Hallöchen, Ich stelle mir mittlerweile die frage, ob alles Neue automatisch auch schlecht sein muss: warum sollten moderne Isolationsplatten im Sarking-Verfahren (von aussen aufgelegt auf das Dach, unter Konterlattung und Ziegeln) wie zB von der Firma Dow angeboten als Roofmate oä für die Dachdämmung ungeeignet sein. Abgesehen von eventuellen Ausdünstungen kann man sich schlecht vorstellen, inwiefern ein perfekt dichtes, *atmungsunaktives*, stark isolierendes Material, welches sich wie eine Hülle über das Dach legt (ich weiss, es hört sich nicht schön an), schlecht sein sollte. Wir sprechen hier überhaupt nicht von analogen Problemen wie mit Zement zugeschmierten Balkenköpfen, Taupunktfragen oder ähnlichen Fragestellungen. Im Gegenteil, Feuchtigkeit wird draussen gehalten (und zwar perfekt), Langlebigkeit der Dämmung wird garantiert, sollte doch einmal ein Ziegel verrutschen oder brechen, würde selbst dann nicht das Wasser ins Dach laufen. Ich finde, das hört sich doch toll an, aber vielleicht bin ich jetzt ein wenig voreilig. All diese Fragen stelle ich mir hier, da ich in Frankreich lebe und die Franzosen "gequirlte Schweinsborsten mit Sonderschüttung von Lehmkügelchen und Hanffäserchen" etc kaum im Programm haben (bitte nicht zu ernst nehmen :-). Ausserdem ist auch alles eine Frage des Geldes und ich habe nur wenig. beste gruesse aus Frankreich - torsten



ne..



alles Neue ist nicht schlecht, nur noch nicht so lange ausprobiert und mit mehr Energieeinsatz (wenn man den Energieerhaltungssatz mal aussen vor läßt) verbunden.



Dachdämmung



Hallo,
wer die Möglichkeit einer Aufsparrendämmung hat sollte sie auch nutzen.
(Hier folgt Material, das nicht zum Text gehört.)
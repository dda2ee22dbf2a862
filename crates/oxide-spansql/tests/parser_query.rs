//! Tests for queries: SELECT lists, FROM, TABLESAMPLE, WHERE, ORDER BY and
//! LIMIT.

mod common;
use common::*;

use oxide_spansql::ast::{
    ComparisonOp, Expr, Limit, Order, SampleMethod, SampleSize, SelectFrom, TableSample,
};

#[test]
fn select_from_where_limit_param() {
    let q = query("SELECT A, B FROM T WHERE A = 1 LIMIT @n");
    assert_eq!(q.select.list, vec![id("A"), id("B")]);
    assert_eq!(
        q.select.from,
        vec![SelectFrom {
            table: String::from("T"),
            table_sample: None,
        }]
    );
    assert_eq!(
        q.select.where_clause,
        Some(Expr::comparison(id("A"), ComparisonOp::Eq, Expr::integer(1)))
    );
    assert!(q.order.is_empty());
    assert_eq!(q.limit, Some(Limit::Param(String::from("n"))));
}

#[test]
fn select_without_from() {
    let q = query("SELECT 1");
    assert_eq!(q.select.list, vec![Expr::integer(1)]);
    assert!(q.select.from.is_empty());
    assert_eq!(q.select.where_clause, None);
    assert_eq!(q.limit, None);
}

#[test]
fn select_star() {
    let q = query("SELECT * FROM Singers");
    assert_eq!(q.select.list, vec![Expr::Star]);
}

#[test]
fn select_from_multiple_tables() {
    let q = query("SELECT A FROM T1, T2");
    let tables: Vec<&str> = q.select.from.iter().map(|f| f.table.as_str()).collect();
    assert_eq!(tables, ["T1", "T2"]);
}

#[test]
fn tablesample_bernoulli_percent() {
    let q = query("SELECT A FROM T TABLESAMPLE BERNOULLI (10 PERCENT)");
    assert_eq!(
        q.select.from[0].table_sample,
        Some(TableSample {
            method: SampleMethod::Bernoulli,
            size: Expr::integer(10),
            size_type: SampleSize::Percent,
        })
    );
}

#[test]
fn tablesample_reservoir_rows_then_more_tables() {
    let q = query("SELECT A FROM T TABLESAMPLE RESERVOIR (@n ROWS), U WHERE A");
    let sample = q.select.from[0].table_sample.as_ref().unwrap();
    assert_eq!(sample.method, SampleMethod::Reservoir);
    assert_eq!(sample.size, Expr::Param(String::from("n")));
    assert_eq!(sample.size_type, SampleSize::Rows);
    assert_eq!(q.select.from[1].table, "U");
    assert_eq!(q.select.from[1].table_sample, None);
}

#[test]
fn order_by() {
    let q = query("SELECT A FROM T ORDER BY A DESC, B, C ASC");
    assert_eq!(
        q.order,
        vec![
            Order {
                expr: id("A"),
                desc: true
            },
            Order {
                expr: id("B"),
                desc: false
            },
            Order {
                expr: id("C"),
                desc: false
            },
        ]
    );
}

#[test]
fn order_by_then_limit() {
    let q = query("SELECT A FROM T ORDER BY A LIMIT 10");
    assert_eq!(q.order.len(), 1);
    assert_eq!(q.limit, Some(Limit::Integer(10)));
}

#[test]
fn where_with_function_call() {
    let q = query(r#"SELECT A FROM T WHERE STARTS_WITH(Name, "x") AND A IS NOT NULL"#);
    assert!(q.select.where_clause.is_some());
}

#[test]
fn query_with_comments() {
    let q = query("SELECT A -- first\n FROM T /* table */ LIMIT 5 # done\n");
    assert_eq!(q.limit, Some(Limit::Integer(5)));
}

#[test]
fn query_deterministic() {
    let text = "SELECT A, COUNT(*) FROM T WHERE A BETWEEN 1 AND 2 OR NOT B ORDER BY A LIMIT 3";
    assert_eq!(query(text), query(text));
}
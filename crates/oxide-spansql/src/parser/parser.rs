//! Statement, type and query grammar.

use tracing::trace;

use super::cursor::Cursor;
use super::error::{ErrorKind, ParseError};
use crate::ast::{
    AlterTable, Alteration, ColumnDef, CreateIndex, CreateTable, Ddl, Interleave, KeyPart, Length,
    Limit, OnDelete, Order, Query, SampleMethod, SampleSize, Select, SelectFrom, Statement,
    TableSample, Type, TypeBase,
};
use crate::lexer::{Token, TokenKind};

/// Recursive-descent parser over a single input.
///
/// The `parse_*` methods consume one production each and leave the rest of
/// the input alone; call [`Parser::finish`] to require that nothing is left.
pub struct Parser<'a> {
    pub(super) cursor: Cursor<'a>,
}

impl<'a> Parser<'a> {
    /// Creates a new parser for the given input.
    #[must_use]
    pub const fn new(input: &'a str) -> Self {
        Self {
            cursor: Cursor::new(input),
        }
    }

    /// The unconsumed input, with leading whitespace and comments skipped.
    #[must_use]
    pub fn remainder(&self) -> &'a str {
        self.cursor.remainder()
    }

    /// Requires that the whole input has been consumed.
    ///
    /// # Errors
    ///
    /// Returns [`ErrorKind::TrailingContents`] if anything but whitespace and
    /// comments remains.
    pub fn finish(&mut self) -> Result<(), ParseError> {
        self.cursor.finish()
    }

    /// Parses a DDL file: statements separated by `;`, with an optional `;`
    /// after the last one. The whole input must be consumed.
    ///
    /// # Errors
    ///
    /// Returns the first lexical or syntax error.
    pub fn parse_ddl(&mut self) -> Result<Ddl, ParseError> {
        let mut ddl = Ddl::default();
        while !self.cursor.at_end()? {
            ddl.statements.push(self.parse_statement()?);

            match self.cursor.next() {
                Ok(tok) if tok.is(";") => {}
                Ok(tok) => return Err(self.unexpected(&tok, "\";\" or end of input")),
                Err(e) if e.is_eof() => break,
                Err(e) => return Err(e),
            }
        }
        self.finish()?;
        Ok(ddl)
    }

    /// Parses one DDL statement.
    ///
    /// # Errors
    ///
    /// Returns [`ErrorKind::UnknownStatement`] if the input does not start
    /// with `CREATE`, `ALTER TABLE` or `DROP`, or the first error inside the
    /// statement.
    pub fn parse_statement(&mut self) -> Result<Statement, ParseError> {
        trace!(rem = self.remainder(), "parse_statement");

        if self.cursor.sniff(&["CREATE", "TABLE"]) {
            Ok(Statement::CreateTable(self.parse_create_table()?))
        } else if self.cursor.sniff(&["CREATE"]) {
            // CREATE INDEX is the only other statement starting with CREATE;
            // UNIQUE or NULL_FILTERED may come between the two.
            Ok(Statement::CreateIndex(self.parse_create_index()?))
        } else if self.cursor.sniff(&["ALTER", "TABLE"]) {
            Ok(Statement::AlterTable(self.parse_alter_table()?))
        } else if self.cursor.accept("DROP") {
            let tok = self.cursor.next()?;
            match tok.text {
                "TABLE" => Ok(Statement::DropTable {
                    name: self.parse_name()?,
                }),
                "INDEX" => Ok(Statement::DropIndex {
                    name: self.parse_name()?,
                }),
                _ => Err(self.unexpected(&tok, "TABLE or INDEX")),
            }
        } else {
            let tok = self.cursor.next()?;
            Err(self
                .cursor
                .fail(ErrorKind::UnknownStatement(String::from(tok.text)), tok.span))
        }
    }

    /// `CREATE TABLE name ( [column_def, ...] ) PRIMARY KEY ( [key_part, ...] )
    /// [, INTERLEAVE IN PARENT name [ON DELETE {CASCADE | NO ACTION}]]`
    fn parse_create_table(&mut self) -> Result<CreateTable, ParseError> {
        trace!(rem = self.remainder(), "parse_create_table");

        self.cursor.expect("CREATE")?;
        self.cursor.expect("TABLE")?;
        let name = self.parse_name()?;
        let columns = self.parse_paren_list(Self::parse_column_def)?;

        self.cursor.expect("PRIMARY")?;
        self.cursor.expect("KEY")?;
        let primary_key = self.parse_paren_list(Self::parse_key_part)?;

        let interleave = if self.cursor.sniff(&[",", "INTERLEAVE"]) {
            self.cursor.expect(",")?;
            self.cursor.expect("INTERLEAVE")?;
            self.cursor.expect("IN")?;
            self.cursor.expect("PARENT")?;
            let parent = self.parse_name()?;

            let on_delete = if self.cursor.sniff(&["ON", "DELETE"]) {
                self.cursor.expect("ON")?;
                self.cursor.expect("DELETE")?;
                self.parse_on_delete()?
            } else {
                OnDelete::default()
            };
            Some(Interleave { parent, on_delete })
        } else {
            None
        };

        Ok(CreateTable {
            name,
            columns,
            primary_key,
            interleave,
        })
    }

    /// `CREATE [UNIQUE] [NULL_FILTERED] INDEX name ON table ( key_part [, ...] )`
    fn parse_create_index(&mut self) -> Result<CreateIndex, ParseError> {
        trace!(rem = self.remainder(), "parse_create_index");

        self.cursor.expect("CREATE")?;
        let unique = self.cursor.accept("UNIQUE");
        let null_filtered = self.cursor.accept("NULL_FILTERED");
        self.cursor.expect("INDEX")?;
        let name = self.parse_name()?;
        self.cursor.expect("ON")?;
        let table = self.parse_name()?;
        let columns = self.parse_paren_list(Self::parse_key_part)?;

        Ok(CreateIndex {
            name,
            table,
            unique,
            null_filtered,
            columns,
        })
    }

    /// `ALTER TABLE name { ADD COLUMN column_def | DROP COLUMN name |
    /// SET ON DELETE {CASCADE | NO ACTION} }`
    fn parse_alter_table(&mut self) -> Result<AlterTable, ParseError> {
        trace!(rem = self.remainder(), "parse_alter_table");

        self.cursor.expect("ALTER")?;
        self.cursor.expect("TABLE")?;
        let name = self.parse_name()?;

        let tok = self.cursor.next()?;
        let alteration = match tok.text {
            "ADD" => {
                self.cursor.expect("COLUMN")?;
                Alteration::AddColumn(self.parse_column_def()?)
            }
            "DROP" => {
                self.cursor.expect("COLUMN")?;
                Alteration::DropColumn(self.parse_name()?)
            }
            "SET" => {
                self.cursor.expect("ON")?;
                self.cursor.expect("DELETE")?;
                Alteration::SetOnDelete(self.parse_on_delete()?)
            }
            _ => return Err(self.unexpected(&tok, "ADD or DROP or SET")),
        };

        Ok(AlterTable { name, alteration })
    }

    /// `name type [NOT NULL]`
    fn parse_column_def(&mut self) -> Result<ColumnDef, ParseError> {
        trace!(rem = self.remainder(), "parse_column_def");

        let name = self.parse_name()?;
        let ty = self.parse_type()?;
        let not_null = if self.cursor.accept("NOT") {
            self.cursor.expect("NULL")?;
            true
        } else {
            false
        };

        Ok(ColumnDef { name, ty, not_null })
    }

    /// `column [{ASC | DESC}]`
    fn parse_key_part(&mut self) -> Result<KeyPart, ParseError> {
        let column = self.parse_name()?;
        let desc = self.parse_direction();
        Ok(KeyPart { column, desc })
    }

    /// Consumes an optional `ASC` or `DESC`; true for `DESC`.
    fn parse_direction(&mut self) -> bool {
        match self.cursor.next() {
            Ok(tok) if tok.is("DESC") => true,
            Ok(tok) if tok.is("ASC") => false,
            _ => {
                self.cursor.back();
                false
            }
        }
    }

    /// `CASCADE` or `NO ACTION`.
    fn parse_on_delete(&mut self) -> Result<OnDelete, ParseError> {
        let tok = self.cursor.next()?;
        match tok.text {
            "CASCADE" => Ok(OnDelete::Cascade),
            "NO" => {
                self.cursor.expect("ACTION")?;
                Ok(OnDelete::NoAction)
            }
            _ => Err(self.unexpected(&tok, "NO or CASCADE")),
        }
    }

    /// `ARRAY< scalar_type >` or `scalar_type`, where `STRING` and `BYTES`
    /// take a mandatory `( {int64 | MAX} )` length.
    fn parse_type(&mut self) -> Result<Type, ParseError> {
        trace!(rem = self.remainder(), "parse_type");

        let mut tok = self.cursor.next()?;
        let array = tok.is("ARRAY");
        if array {
            self.cursor.expect("<")?;
            tok = self.cursor.next()?;
        }

        let Some(base) = TypeBase::from_keyword(tok.text) else {
            return Err(self.unexpected(&tok, "scalar type"));
        };

        let len = if base.has_length() {
            self.cursor.expect("(")?;
            let tok = self.cursor.next()?;
            let len = match tok.kind {
                TokenKind::Plain if tok.is("MAX") => Length::Max,
                TokenKind::Integer(n) => Length::Fixed(n),
                _ => return Err(self.unexpected(&tok, "MAX or int64")),
            };
            self.cursor.expect(")")?;
            Some(len)
        } else {
            None
        };

        if array {
            self.cursor.expect(">")?;
        }

        Ok(Type { base, array, len })
    }

    /// A table, index or column name.
    fn parse_name(&mut self) -> Result<String, ParseError> {
        let tok = self.cursor.next()?;
        if tok.is_identifier() {
            Ok(String::from(tok.text))
        } else {
            Err(self.unexpected(&tok, "identifier"))
        }
    }

    /// `( [item, ...] )`. A `,` directly before the `)` is tolerated.
    pub(super) fn parse_paren_list<T>(
        &mut self,
        item: fn(&mut Self) -> Result<T, ParseError>,
    ) -> Result<Vec<T>, ParseError> {
        self.cursor.expect("(")?;
        let mut items = Vec::new();
        loop {
            if self.cursor.accept(")") {
                break;
            }
            items.push(item(self)?);

            let tok = self.cursor.next()?;
            if tok.is(")") {
                break;
            }
            if !tok.is(",") {
                return Err(self.unexpected(&tok, "\")\" or \",\""));
            }
        }
        Ok(items)
    }

    /// Parses a query: `select [ORDER BY expr [{ASC | DESC}] [, ...]] [LIMIT count]`.
    ///
    /// # Errors
    ///
    /// Returns the first lexical, syntax or shape error.
    pub fn parse_query(&mut self) -> Result<Query, ParseError> {
        trace!(rem = self.remainder(), "parse_query");

        let select = self.parse_select()?;

        let mut order = Vec::new();
        if self.cursor.sniff(&["ORDER", "BY"]) {
            self.cursor.expect("ORDER")?;
            self.cursor.expect("BY")?;
            loop {
                let expr = self.parse_expr()?;
                let desc = self.parse_direction();
                order.push(Order { expr, desc });
                if !self.cursor.accept(",") {
                    break;
                }
            }
        }

        let limit = if self.cursor.accept("LIMIT") {
            Some(self.parse_limit()?)
        } else {
            None
        };

        Ok(Query {
            select,
            order,
            limit,
        })
    }

    /// `SELECT expr [, ...] [FROM from_item [, ...]] [WHERE bool_expr]`
    fn parse_select(&mut self) -> Result<Select, ParseError> {
        trace!(rem = self.remainder(), "parse_select");

        self.cursor.expect("SELECT")?;

        let mut list = Vec::new();
        loop {
            list.push(self.parse_expr()?);
            if !self.cursor.accept(",") {
                break;
            }
        }

        let mut from = Vec::new();
        if self.cursor.accept("FROM") {
            loop {
                let table = self.parse_name()?;
                let table_sample = if self.cursor.sniff(&["TABLESAMPLE"]) {
                    Some(self.parse_table_sample()?)
                } else {
                    None
                };
                from.push(SelectFrom {
                    table,
                    table_sample,
                });
                if !self.cursor.accept(",") {
                    break;
                }
            }
        }

        let where_clause = if self.cursor.accept("WHERE") {
            Some(self.parse_bool_expr()?)
        } else {
            None
        };

        Ok(Select {
            list,
            from,
            where_clause,
        })
    }

    /// `TABLESAMPLE {BERNOULLI | RESERVOIR} ( size {PERCENT | ROWS} )`
    fn parse_table_sample(&mut self) -> Result<TableSample, ParseError> {
        trace!(rem = self.remainder(), "parse_table_sample");

        self.cursor.expect("TABLESAMPLE")?;

        let tok = self.cursor.next()?;
        let Some(method) = SampleMethod::from_keyword(tok.text) else {
            return Err(self.unexpected(&tok, "BERNOULLI or RESERVOIR"));
        };

        self.cursor.expect("(")?;
        let size = self.parse_expr()?;

        let tok = self.cursor.next()?;
        let Some(size_type) = SampleSize::from_keyword(tok.text) else {
            return Err(self.unexpected(&tok, "PERCENT or ROWS"));
        };
        self.cursor.expect(")")?;

        Ok(TableSample {
            method,
            size,
            size_type,
        })
    }

    /// LIMIT takes only an integer literal or a parameter.
    fn parse_limit(&mut self) -> Result<Limit, ParseError> {
        let tok = self.cursor.next()?;
        match tok.kind {
            TokenKind::Integer(n) => Ok(Limit::Integer(n)),
            TokenKind::Plain if tok.is_param() => Ok(Limit::Param(String::from(&tok.text[1..]))),
            _ => Err(self
                .cursor
                .fail(ErrorKind::InvalidLimit(String::from(tok.text)), tok.span)),
        }
    }

    /// Fails with "got `tok`, want `wanted`".
    pub(super) fn unexpected(&mut self, tok: &Token<'_>, wanted: &'static str) -> ParseError {
        self.cursor.fail(
            ErrorKind::Unexpected {
                found: String::from(tok.text),
                wanted,
            },
            tok.span,
        )
    }
}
Der Vorteil ist offensichtlich: schon mit wenigen Zentimetern des stark dämmenden Materials erreichen sie perfekte Isolationswerte. Achten sie hierbei nur auf eine ausreichende Dachentlüftung zwischen Ziegel und Dämmung, dann ist eine Taupunktunterschreitung und Kondenswasser kein Problem!